A dream that is dying in Holborn

Sep 2, 2017 by

from Church Times:

Can St Sepulchre’s recover the vision of being the Musicians’ Church, asks Andrew Earis:

OVER the past two weeks, we have seen more than 6000 signatories on a petition, a letter in The Guardian from many of the UK’s leading musicians, and national and inter­national press coverage about the closure of St Sepulchre’s, the Na­­tional Musicians’ Church, to sacred and secular concerts and rehearsals (News, 25 August).

It is a building that has touched many lives over the years, from those who have relatives with names in the Musicians’ Book of Remem­brance to those who have sung at the annual St Cecilia’s Day service as young choristers, and the hundreds of amateur and professional music­­ians who rehearse and per­­form there each month.

I first became associated with St Sepulchre’s as an undergraduate, and was privileged to be Director of Music for 15 years. Over that time, we built up an exciting programme of musical activity with worship at its heart. We developed choral and organ scholarships, an occasional St Sepulchre’s Festival, and produced recordings and broadcasts.

Throughout this period, we worked with the diocese of London on large-scale building projects that brought the church facilities up-to-date, created new spaces, and helped to fulfil its ministry as the National Musicians’ Church. We welcomed many choirs and orchestras to re­­hearse and perform, and warmly en­­couraged members of these groups to take an active part in our wor­ship­­ping life.

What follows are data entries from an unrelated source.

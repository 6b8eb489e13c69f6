//! Cost Model
//!
//! Maps enabled duration and pipeline features to credits and price, and
//! gates runs on the caller's balance.

use serde::{Deserialize, Serialize};
use tracing::{debug, warn};

use crate::core::{segments::SegmentCollection, CoreError, CoreResult, Credits, TimeSec};

// =============================================================================
// Rates
// =============================================================================

/// Credits charged per second of generated video
pub const CREDITS_PER_SECOND: f64 = 10.0;

/// Price of one credit
pub const CENTS_PER_CREDIT: f64 = 0.5;

/// Price per second of generated video
pub const PRICE_CENTS_PER_SECOND: f64 = CREDITS_PER_SECOND * CENTS_PER_CREDIT;

/// Flat per-segment surcharges, in credits
pub const ENHANCEMENT_SURCHARGE: Credits = 20;
pub const CONTINUITY_SURCHARGE: Credits = 10;
pub const CAMERA_DIRECTION_SURCHARGE: Credits = 15;
pub const LIGHTING_SURCHARGE: Credits = 15;

/// `ceil(duration * CREDITS_PER_SECOND)`; non-positive durations cost nothing
pub fn credits_for_seconds(duration: TimeSec) -> Credits {
    if !duration.is_finite() || duration <= 0.0 {
        return 0;
    }
    (duration * CREDITS_PER_SECOND).ceil() as Credits
}

/// Price in cents, linear in duration
pub fn price_for_seconds(duration: TimeSec) -> f64 {
    if !duration.is_finite() || duration <= 0.0 {
        return 0.0;
    }
    duration * PRICE_CENTS_PER_SECOND
}

/// Price in cents of a credit amount
pub fn price_for_credits(credits: Credits) -> f64 {
    credits as f64 * CENTS_PER_CREDIT
}

// =============================================================================
// Features
// =============================================================================

/// Optional pipeline features that carry a per-segment surcharge
#[derive(Clone, Copy, Debug, Default, PartialEq, Eq, Serialize, Deserialize)]
#[serde(rename_all = "camelCase")]
pub struct FeatureSet {
    pub enhancement: bool,
    /// Continuity frame injection
    pub continuity: bool,
    pub camera_direction: bool,
    pub lighting: bool,
}

impl FeatureSet {
    pub fn none() -> Self {
        Self::default()
    }

    pub fn all() -> Self {
        Self {
            enhancement: true,
            continuity: true,
            camera_direction: true,
            lighting: true,
        }
    }

    /// Surcharge for one segment. The first enabled segment has no
    /// predecessor, so it never pays for continuity.
    pub fn surcharge_for_segment(&self, is_first: bool) -> Credits {
        let mut total = 0;
        if self.enhancement {
            total += ENHANCEMENT_SURCHARGE;
        }
        if self.continuity && !is_first {
            total += CONTINUITY_SURCHARGE;
        }
        if self.camera_direction {
            total += CAMERA_DIRECTION_SURCHARGE;
        }
        if self.lighting {
            total += LIGHTING_SURCHARGE;
        }
        total
    }
}

// =============================================================================
// Breakdown
// =============================================================================

/// Derived cost of a set of enabled segments
#[derive(Clone, Debug, PartialEq, Serialize, Deserialize)]
#[serde(rename_all = "camelCase")]
pub struct CostBreakdown {
    /// Duration-based credits, rounded up per segment
    pub base_tokens: Credits,
    /// Sum of per-segment feature surcharges
    pub surcharge_tokens: Credits,
    /// `total / base`, 1.0 when base is zero
    pub multiplier: f64,
    pub total_tokens: Credits,
    pub price_cents: f64,
    pub segment_count: usize,
    pub total_duration_sec: TimeSec,
}

impl CostBreakdown {
    /// Cost of enabled segments with the given durations, in run order.
    ///
    /// Each segment is rounded up on its own, matching what a run charges.
    pub fn calculate(durations: &[TimeSec], features: FeatureSet) -> Self {
        let segment_count = durations.len();
        let total_duration: TimeSec = durations.iter().filter(|d| d.is_finite()).sum();
        let base_tokens = durations
            .iter()
            .map(|d| credits_for_seconds(*d))
            .sum::<Credits>();
        let surcharge_tokens = (0..segment_count)
            .map(|i| features.surcharge_for_segment(i == 0))
            .sum::<Credits>();
        let total_tokens = base_tokens + surcharge_tokens;
        let multiplier = if base_tokens == 0 {
            1.0
        } else {
            total_tokens as f64 / base_tokens as f64
        };

        Self {
            base_tokens,
            surcharge_tokens,
            multiplier,
            total_tokens,
            price_cents: price_for_credits(total_tokens),
            segment_count,
            total_duration_sec: total_duration.max(0.0),
        }
    }

    /// Cost of a collection's enabled segments
    pub fn for_collection(collection: &SegmentCollection, features: FeatureSet) -> Self {
        let durations: Vec<TimeSec> = collection.enabled_segments().map(|s| s.duration).collect();
        Self::calculate(&durations, features)
    }

    /// Price formatted as dollars
    pub fn price_display(&self) -> String {
        format!("${:.2}", self.price_cents / 100.0)
    }
}

/// Credits charged for one segment
pub fn credits_for_segment(duration: TimeSec, features: FeatureSet, is_first: bool) -> Credits {
    credits_for_seconds(duration) + features.surcharge_for_segment(is_first)
}

// =============================================================================
// Gate
// =============================================================================

/// Affordability check against a balance
#[derive(Clone, Copy, Debug, Default, PartialEq, Eq, Serialize, Deserialize)]
#[serde(rename_all = "camelCase")]
pub struct CreditGate {
    pub balance: Credits,
    /// Development override: always affordable, cost still computed
    pub unlimited: bool,
}

impl CreditGate {
    pub fn new(balance: Credits) -> Self {
        Self {
            balance,
            unlimited: false,
        }
    }

    pub fn unlimited() -> Self {
        Self {
            balance: 0,
            unlimited: true,
        }
    }

    pub fn can_afford(&self, total_tokens: Credits) -> bool {
        self.unlimited || total_tokens <= self.balance
    }

    /// Fails with `InsufficientCredits` unless the breakdown is affordable
    pub fn check(&self, breakdown: &CostBreakdown) -> CoreResult<()> {
        if self.can_afford(breakdown.total_tokens) {
            if self.unlimited {
                debug!(
                    "Unlimited credits: allowing run costing {} credits",
                    breakdown.total_tokens
                );
            }
            return Ok(());
        }
        warn!(
            "Insufficient credits: {} required, {} available",
            breakdown.total_tokens, self.balance
        );
        Err(CoreError::InsufficientCredits {
            required: breakdown.total_tokens,
            available: self.balance,
        })
    }
}

#[cfg(test)]
mod tests {
    use super::*;
    use crate::core::segments::Segment;

    #[test]
    fn test_credits_for_seconds() {
        assert_eq!(credits_for_seconds(0.0), 0);
        assert_eq!(credits_for_seconds(-3.0), 0);
        assert_eq!(credits_for_seconds(f64::NAN), 0);
        assert_eq!(credits_for_seconds(5.0), 50);
        assert_eq!(credits_for_seconds(0.01), 1);
        assert_eq!(credits_for_seconds(4.55), 46);
    }

    #[test]
    fn test_rates_are_monotonic() {
        let mut last_credits = 0;
        let mut last_price = 0.0;
        for step in 0..400 {
            let d = step as f64 * 0.137;
            let credits = credits_for_seconds(d);
            let price = price_for_seconds(d);
            assert!(credits >= last_credits);
            assert!(price >= last_price);
            last_credits = credits;
            last_price = price;
        }
    }

    #[test]
    fn test_price_is_linear() {
        assert!((price_for_seconds(10.0) - 50.0).abs() < 1e-9);
        assert!((price_for_seconds(20.0) - 2.0 * price_for_seconds(10.0)).abs() < 1e-9);
    }

    #[test]
    fn test_surcharges_apply_per_segment() {
        let features = FeatureSet::all();
        assert_eq!(features.surcharge_for_segment(true), 50);
        assert_eq!(features.surcharge_for_segment(false), 60);

        let breakdown = CostBreakdown::calculate(&[5.0, 5.0, 5.0], features);
        assert_eq!(breakdown.base_tokens, 150);
        assert_eq!(breakdown.surcharge_tokens, 50 + 60 + 60);
        assert_eq!(breakdown.total_tokens, 320);
        assert!((breakdown.multiplier - 320.0 / 150.0).abs() < 1e-9);
        assert!((breakdown.price_cents - 160.0).abs() < 1e-9);
        assert_eq!(breakdown.price_display(), "$1.60");
    }

    #[test]
    fn test_no_features_multiplier_is_one() {
        let breakdown = CostBreakdown::calculate(&[6.0, 6.0], FeatureSet::none());
        assert_eq!(breakdown.total_tokens, 120);
        assert!((breakdown.multiplier - 1.0).abs() < 1e-9);

        let empty = CostBreakdown::calculate(&[], FeatureSet::all());
        assert_eq!(empty.total_tokens, 0);
        assert!((empty.multiplier - 1.0).abs() < 1e-9);
    }

    #[test]
    fn test_disabling_segment_removes_its_cost() {
        let segments = vec![
            Segment::new("a", 5.0).with_id("a"),
            Segment::new("b", 4.0).with_id("b"),
            Segment::new("c", 6.0).with_id("c"),
        ];
        let mut collection = SegmentCollection::from_segments(segments).unwrap();
        let features = FeatureSet {
            enhancement: true,
            ..FeatureSet::none()
        };

        let before = CostBreakdown::for_collection(&collection, features);
        collection.set_enabled("b", false).unwrap();
        let after = CostBreakdown::for_collection(&collection, features);

        assert_eq!(before.total_tokens - after.total_tokens, 40 + ENHANCEMENT_SURCHARGE);
        assert_eq!(after.segment_count, 2);
    }

    #[test]
    fn test_credit_gate() {
        let breakdown = CostBreakdown::calculate(&[10.0], FeatureSet::none());

        assert!(CreditGate::new(100).check(&breakdown).is_ok());
        match CreditGate::new(99).check(&breakdown) {
            Err(CoreError::InsufficientCredits {
                required,
                available,
            }) => {
                assert_eq!(required, 100);
                assert_eq!(available, 99);
            }
            other => panic!("unexpected {:?}", other),
        }

        let gate = CreditGate::unlimited();
        assert!(gate.can_afford(u64::MAX));
        assert!(gate.check(&breakdown).is_ok());
    }

    #[test]
    fn test_base_rounds_up_per_segment() {
        // 0.45s as one sum would be 5 credits; three runs of 0.15s charge 2 each
        let breakdown = CostBreakdown::calculate(&[0.15, 0.15, 0.15], FeatureSet::none());
        assert_eq!(breakdown.base_tokens, 6);
        assert!((breakdown.total_duration_sec - 0.45).abs() < 1e-9);

        let charged: Credits = [0.15, 0.15, 0.15]
            .iter()
            .enumerate()
            .map(|(i, d)| credits_for_segment(*d, FeatureSet::all(), i == 0))
            .sum();
        let breakdown = CostBreakdown::calculate(&[0.15, 0.15, 0.15], FeatureSet::all());
        assert_eq!(breakdown.total_tokens, charged);
    }

    #[test]
    fn test_segment_credits() {
        let features = FeatureSet::all();
        assert_eq!(credits_for_segment(5.0, features, true), 100);
        assert_eq!(credits_for_segment(5.0, features, false), 110);
    }
}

When the parish priest retired four years ago, we worked closely with the diocese of London to draw up exciting plans to expand the musical ministry of St Sepulchre’s further by setting up a Musicians’ Church Trust to look after the build­­ing and grow the activity. There was much energy and excite­­ment at the time as we explored the question of what “National Music­ians’ Church” actually means. Was it a historical monument or a living church? It felt as if St Sepulchre’s was coming of age.